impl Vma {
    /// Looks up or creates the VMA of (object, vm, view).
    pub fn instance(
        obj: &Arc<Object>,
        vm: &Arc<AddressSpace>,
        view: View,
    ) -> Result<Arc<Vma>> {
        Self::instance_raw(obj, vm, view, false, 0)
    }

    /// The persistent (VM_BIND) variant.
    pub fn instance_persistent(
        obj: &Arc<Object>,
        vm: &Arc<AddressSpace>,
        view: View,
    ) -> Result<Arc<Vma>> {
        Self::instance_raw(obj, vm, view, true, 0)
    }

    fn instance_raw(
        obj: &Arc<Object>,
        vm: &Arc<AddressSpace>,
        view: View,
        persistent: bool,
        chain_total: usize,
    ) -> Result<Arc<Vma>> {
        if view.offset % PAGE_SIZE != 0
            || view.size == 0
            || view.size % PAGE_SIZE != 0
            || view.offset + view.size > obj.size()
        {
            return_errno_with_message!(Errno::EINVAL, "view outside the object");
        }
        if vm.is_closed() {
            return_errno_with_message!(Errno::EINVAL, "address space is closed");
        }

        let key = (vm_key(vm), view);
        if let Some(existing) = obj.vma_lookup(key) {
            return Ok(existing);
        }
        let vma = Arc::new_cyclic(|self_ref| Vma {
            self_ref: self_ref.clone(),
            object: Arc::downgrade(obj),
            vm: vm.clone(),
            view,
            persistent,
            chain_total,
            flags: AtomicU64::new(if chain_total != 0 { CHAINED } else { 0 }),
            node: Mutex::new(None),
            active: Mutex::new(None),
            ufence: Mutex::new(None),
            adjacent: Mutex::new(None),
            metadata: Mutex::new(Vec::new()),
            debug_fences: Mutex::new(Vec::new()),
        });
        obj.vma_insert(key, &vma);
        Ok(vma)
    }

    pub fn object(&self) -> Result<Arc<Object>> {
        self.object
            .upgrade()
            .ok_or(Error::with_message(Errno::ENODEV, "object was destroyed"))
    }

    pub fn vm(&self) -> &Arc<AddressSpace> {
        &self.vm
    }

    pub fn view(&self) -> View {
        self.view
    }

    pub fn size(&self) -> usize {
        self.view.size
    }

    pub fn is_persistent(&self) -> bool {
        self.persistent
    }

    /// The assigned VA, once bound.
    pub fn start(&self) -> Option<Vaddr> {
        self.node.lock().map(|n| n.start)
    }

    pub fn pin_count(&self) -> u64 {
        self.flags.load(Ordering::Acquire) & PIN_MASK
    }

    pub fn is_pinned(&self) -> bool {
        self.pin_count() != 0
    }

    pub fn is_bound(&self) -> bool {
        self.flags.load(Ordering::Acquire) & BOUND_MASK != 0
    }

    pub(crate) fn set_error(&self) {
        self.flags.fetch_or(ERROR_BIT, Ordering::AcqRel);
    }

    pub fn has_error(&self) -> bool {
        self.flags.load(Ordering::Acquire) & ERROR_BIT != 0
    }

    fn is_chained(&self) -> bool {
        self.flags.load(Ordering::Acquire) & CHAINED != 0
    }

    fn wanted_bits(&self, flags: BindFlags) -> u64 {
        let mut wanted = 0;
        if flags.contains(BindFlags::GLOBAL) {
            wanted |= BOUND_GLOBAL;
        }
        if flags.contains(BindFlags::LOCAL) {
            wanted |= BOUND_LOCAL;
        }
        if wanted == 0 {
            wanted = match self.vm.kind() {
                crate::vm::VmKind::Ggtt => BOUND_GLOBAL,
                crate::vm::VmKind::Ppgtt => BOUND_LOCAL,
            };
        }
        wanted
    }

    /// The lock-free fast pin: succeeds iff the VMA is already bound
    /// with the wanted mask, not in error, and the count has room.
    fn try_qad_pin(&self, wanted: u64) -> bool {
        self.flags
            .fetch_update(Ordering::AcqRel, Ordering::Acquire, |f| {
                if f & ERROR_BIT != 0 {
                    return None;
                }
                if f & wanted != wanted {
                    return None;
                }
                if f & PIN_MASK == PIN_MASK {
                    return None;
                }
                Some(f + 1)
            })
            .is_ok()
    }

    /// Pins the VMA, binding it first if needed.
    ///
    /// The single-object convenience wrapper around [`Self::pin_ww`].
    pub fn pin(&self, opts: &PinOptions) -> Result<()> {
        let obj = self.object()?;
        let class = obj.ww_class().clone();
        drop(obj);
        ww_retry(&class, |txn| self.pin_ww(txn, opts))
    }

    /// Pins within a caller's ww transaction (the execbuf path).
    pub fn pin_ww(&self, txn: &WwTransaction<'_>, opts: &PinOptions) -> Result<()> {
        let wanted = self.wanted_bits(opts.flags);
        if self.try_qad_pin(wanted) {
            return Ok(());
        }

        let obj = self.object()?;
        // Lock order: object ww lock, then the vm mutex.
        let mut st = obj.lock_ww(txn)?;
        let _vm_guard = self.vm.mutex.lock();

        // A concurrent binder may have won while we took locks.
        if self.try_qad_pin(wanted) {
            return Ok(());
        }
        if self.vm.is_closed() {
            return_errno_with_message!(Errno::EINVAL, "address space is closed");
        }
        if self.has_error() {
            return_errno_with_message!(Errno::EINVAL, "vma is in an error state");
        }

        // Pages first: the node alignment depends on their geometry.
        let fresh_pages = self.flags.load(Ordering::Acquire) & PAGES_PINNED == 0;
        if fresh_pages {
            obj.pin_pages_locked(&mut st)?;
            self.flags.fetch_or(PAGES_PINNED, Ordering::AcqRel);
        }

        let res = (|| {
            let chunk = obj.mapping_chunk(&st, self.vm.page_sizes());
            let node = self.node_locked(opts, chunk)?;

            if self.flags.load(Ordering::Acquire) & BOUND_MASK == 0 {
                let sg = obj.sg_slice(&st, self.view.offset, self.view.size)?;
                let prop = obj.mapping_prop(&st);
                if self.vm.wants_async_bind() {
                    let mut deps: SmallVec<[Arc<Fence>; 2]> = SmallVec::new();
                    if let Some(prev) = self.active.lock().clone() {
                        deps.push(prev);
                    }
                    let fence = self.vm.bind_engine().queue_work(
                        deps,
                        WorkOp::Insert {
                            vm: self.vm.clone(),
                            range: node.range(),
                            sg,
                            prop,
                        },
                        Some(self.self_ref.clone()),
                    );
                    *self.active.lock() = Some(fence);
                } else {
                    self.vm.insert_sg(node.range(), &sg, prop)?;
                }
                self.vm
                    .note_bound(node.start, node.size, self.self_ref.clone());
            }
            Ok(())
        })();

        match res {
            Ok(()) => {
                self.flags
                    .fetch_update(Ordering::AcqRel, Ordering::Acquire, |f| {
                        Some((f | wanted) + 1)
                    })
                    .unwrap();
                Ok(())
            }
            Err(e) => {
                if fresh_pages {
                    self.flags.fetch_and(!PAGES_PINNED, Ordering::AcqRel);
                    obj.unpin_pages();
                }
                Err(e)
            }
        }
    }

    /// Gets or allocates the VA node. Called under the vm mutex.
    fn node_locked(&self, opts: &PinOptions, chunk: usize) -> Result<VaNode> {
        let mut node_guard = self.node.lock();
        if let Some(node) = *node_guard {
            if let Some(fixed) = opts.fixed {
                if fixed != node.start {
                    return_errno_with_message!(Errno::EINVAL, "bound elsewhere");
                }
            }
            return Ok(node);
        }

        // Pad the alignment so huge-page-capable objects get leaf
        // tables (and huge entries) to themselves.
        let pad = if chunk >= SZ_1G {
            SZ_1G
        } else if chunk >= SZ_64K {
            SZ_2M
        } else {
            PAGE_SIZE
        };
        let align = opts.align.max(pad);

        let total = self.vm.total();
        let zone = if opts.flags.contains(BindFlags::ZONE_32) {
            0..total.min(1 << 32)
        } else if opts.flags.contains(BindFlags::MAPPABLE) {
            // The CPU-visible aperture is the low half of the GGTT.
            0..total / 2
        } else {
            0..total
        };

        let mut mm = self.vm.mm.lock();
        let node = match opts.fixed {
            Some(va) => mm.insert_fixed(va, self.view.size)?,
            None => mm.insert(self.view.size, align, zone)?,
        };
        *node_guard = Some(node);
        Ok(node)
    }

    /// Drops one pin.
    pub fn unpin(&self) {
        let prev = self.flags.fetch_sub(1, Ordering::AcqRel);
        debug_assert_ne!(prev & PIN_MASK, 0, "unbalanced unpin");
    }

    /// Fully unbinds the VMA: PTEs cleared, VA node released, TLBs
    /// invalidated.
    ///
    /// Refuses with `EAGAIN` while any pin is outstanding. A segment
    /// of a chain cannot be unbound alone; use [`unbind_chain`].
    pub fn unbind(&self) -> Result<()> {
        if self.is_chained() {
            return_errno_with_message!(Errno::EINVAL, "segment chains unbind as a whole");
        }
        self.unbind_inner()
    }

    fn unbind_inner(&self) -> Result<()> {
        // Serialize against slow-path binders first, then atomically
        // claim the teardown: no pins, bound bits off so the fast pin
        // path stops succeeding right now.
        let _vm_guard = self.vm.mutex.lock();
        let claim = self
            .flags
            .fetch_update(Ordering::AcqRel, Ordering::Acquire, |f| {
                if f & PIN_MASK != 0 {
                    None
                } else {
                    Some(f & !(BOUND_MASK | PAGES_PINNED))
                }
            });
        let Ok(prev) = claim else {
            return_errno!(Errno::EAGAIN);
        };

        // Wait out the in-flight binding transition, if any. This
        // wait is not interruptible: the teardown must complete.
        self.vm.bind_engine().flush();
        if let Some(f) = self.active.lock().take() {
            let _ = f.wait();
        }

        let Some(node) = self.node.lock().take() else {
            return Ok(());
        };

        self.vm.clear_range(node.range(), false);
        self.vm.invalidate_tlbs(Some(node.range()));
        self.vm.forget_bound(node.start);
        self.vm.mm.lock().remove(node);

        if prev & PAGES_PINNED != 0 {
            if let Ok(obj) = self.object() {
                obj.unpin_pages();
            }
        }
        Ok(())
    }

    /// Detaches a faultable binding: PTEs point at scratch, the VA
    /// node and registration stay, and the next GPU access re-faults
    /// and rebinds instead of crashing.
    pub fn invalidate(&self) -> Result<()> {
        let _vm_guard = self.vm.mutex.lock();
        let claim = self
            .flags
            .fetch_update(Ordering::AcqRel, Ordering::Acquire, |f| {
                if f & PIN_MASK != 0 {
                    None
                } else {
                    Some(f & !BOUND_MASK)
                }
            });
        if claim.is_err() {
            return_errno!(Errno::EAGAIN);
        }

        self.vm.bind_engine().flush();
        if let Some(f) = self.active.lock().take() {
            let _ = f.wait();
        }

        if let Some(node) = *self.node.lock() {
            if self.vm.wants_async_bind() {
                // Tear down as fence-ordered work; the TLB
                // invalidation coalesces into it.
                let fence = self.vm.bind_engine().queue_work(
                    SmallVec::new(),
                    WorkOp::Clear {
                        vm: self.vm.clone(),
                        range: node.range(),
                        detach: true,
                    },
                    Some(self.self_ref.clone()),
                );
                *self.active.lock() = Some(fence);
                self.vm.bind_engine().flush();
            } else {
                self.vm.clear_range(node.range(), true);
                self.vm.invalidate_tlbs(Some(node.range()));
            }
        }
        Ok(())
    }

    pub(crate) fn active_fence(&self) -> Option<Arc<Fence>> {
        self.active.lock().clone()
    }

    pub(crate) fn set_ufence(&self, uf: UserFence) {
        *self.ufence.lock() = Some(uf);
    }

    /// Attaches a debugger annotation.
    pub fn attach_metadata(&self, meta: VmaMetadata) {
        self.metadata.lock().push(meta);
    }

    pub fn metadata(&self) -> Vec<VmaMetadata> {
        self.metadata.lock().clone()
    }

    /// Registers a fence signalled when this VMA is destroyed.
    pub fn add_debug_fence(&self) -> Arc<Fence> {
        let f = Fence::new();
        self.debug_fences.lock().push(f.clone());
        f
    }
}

★ ★ ★

Give the number of lines in the listing that contain the string "PinOptions". Write nothing else.

3